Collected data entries
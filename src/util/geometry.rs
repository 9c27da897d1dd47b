// Copyright (c) 2025, Jason Jenkins
// SPDX-License-Identifier: BSD-3-Clause

//! Geometric utility functions.
//!
//! This module maps pointer-device coordinates into image space and
//! provides the rectangle helpers used for box creation and hit testing.
//! Everything here is pure.

use crate::models::annotation::{Annotation, ImageSize};
use serde::{Deserialize, Serialize};

/// Side length of a resize handle, in image pixels.
pub const HANDLE_SIZE: f64 = 10.0;

/// Height of the label chip drawn along the top edge of a box, in image pixels.
pub const LABEL_CHIP_HEIGHT: f64 = 18.0;

/// A 2D point. Device or image space depending on context.
#[derive(Debug, Clone, Copy, Default, PartialEq, Serialize, Deserialize)]
pub struct Point {
    pub x: f64,
    pub y: f64,
}

impl Point {
    pub fn new(x: f64, y: f64) -> Self {
        Self { x, y }
    }
}

/// One of the four corner affordances on a selected box.
#[derive(Debug, Clone, Copy, PartialEq, Eq, Hash, Serialize, Deserialize)]
#[serde(rename_all = "kebab-case")]
pub enum Handle {
    TopLeft,
    TopRight,
    BottomLeft,
    BottomRight,
}

impl Handle {
    pub const ALL: [Handle; 4] = [
        Handle::TopLeft,
        Handle::TopRight,
        Handle::BottomLeft,
        Handle::BottomRight,
    ];

    pub fn is_left(self) -> bool {
        matches!(self, Handle::TopLeft | Handle::BottomLeft)
    }

    pub fn is_top(self) -> bool {
        matches!(self, Handle::TopLeft | Handle::TopRight)
    }

    /// Corner of `annotation` this handle sits on.
    pub fn anchor(self, annotation: &Annotation) -> Point {
        let x = if self.is_left() {
            annotation.x
        } else {
            annotation.right()
        };
        let y = if self.is_top() {
            annotation.y
        } else {
            annotation.bottom()
        };
        Point::new(x, y)
    }
}

/// Convert a device point into image space.
///
/// `zoom` must be positive.
pub fn to_image_space(device: Point, container_origin: Point, zoom: f64) -> Point {
    Point {
        x: (device.x - container_origin.x) / zoom,
        y: (device.y - container_origin.y) / zoom,
    }
}

/// Convert an image-space point back to device coordinates.
pub fn to_device_space(image: Point, container_origin: Point, zoom: f64) -> Point {
    Point {
        x: image.x * zoom + container_origin.x,
        y: image.y * zoom + container_origin.y,
    }
}

/// Clamp each axis of `point` to `[0, size]`.
pub fn clamp_to_image(point: Point, size: ImageSize) -> Point {
    Point {
        x: point.x.min(size.width).max(0.0),
        y: point.y.min(size.height).max(0.0),
    }
}

/// Axis-aligned rectangle spanned by two corners, as `(x, y, width, height)`.
pub fn span_rect(a: Point, b: Point) -> (f64, f64, f64, f64) {
    (
        a.x.min(b.x),
        a.y.min(b.y),
        (b.x - a.x).abs(),
        (b.y - a.y).abs(),
    )
}

fn within(point: Point, x: f64, y: f64, width: f64, height: f64) -> bool {
    point.x >= x && point.x <= x + width && point.y >= y && point.y <= y + height
}

/// Check whether `point` lies inside the box body (edges inclusive).
pub fn box_contains(annotation: &Annotation, point: Point) -> bool {
    within(
        point,
        annotation.x,
        annotation.y,
        annotation.width,
        annotation.height,
    )
}

/// Check whether `point` lies on the given resize handle of `annotation`.
pub fn handle_contains(annotation: &Annotation, handle: Handle, point: Point) -> bool {
    let anchor = handle.anchor(annotation);
    let half = HANDLE_SIZE / 2.0;
    within(point, anchor.x - half, anchor.y - half, HANDLE_SIZE, HANDLE_SIZE)
}

/// Check whether `point` lies on the label chip along the box's top edge.
pub fn label_chip_contains(annotation: &Annotation, point: Point) -> bool {
    let height = LABEL_CHIP_HEIGHT.min(annotation.height);
    within(point, annotation.x, annotation.y, annotation.width, height)
}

EXERCISE DETAILS: Which lines of the data contain the string "TopLeft"? Copy each one.

WRITTEN RESPONSE:
    TopLeft,
        Handle::TopLeft,
        matches!(self, Handle::TopLeft | Handle::BottomLeft)
        matches!(self, Handle::TopLeft | Handle::TopRight)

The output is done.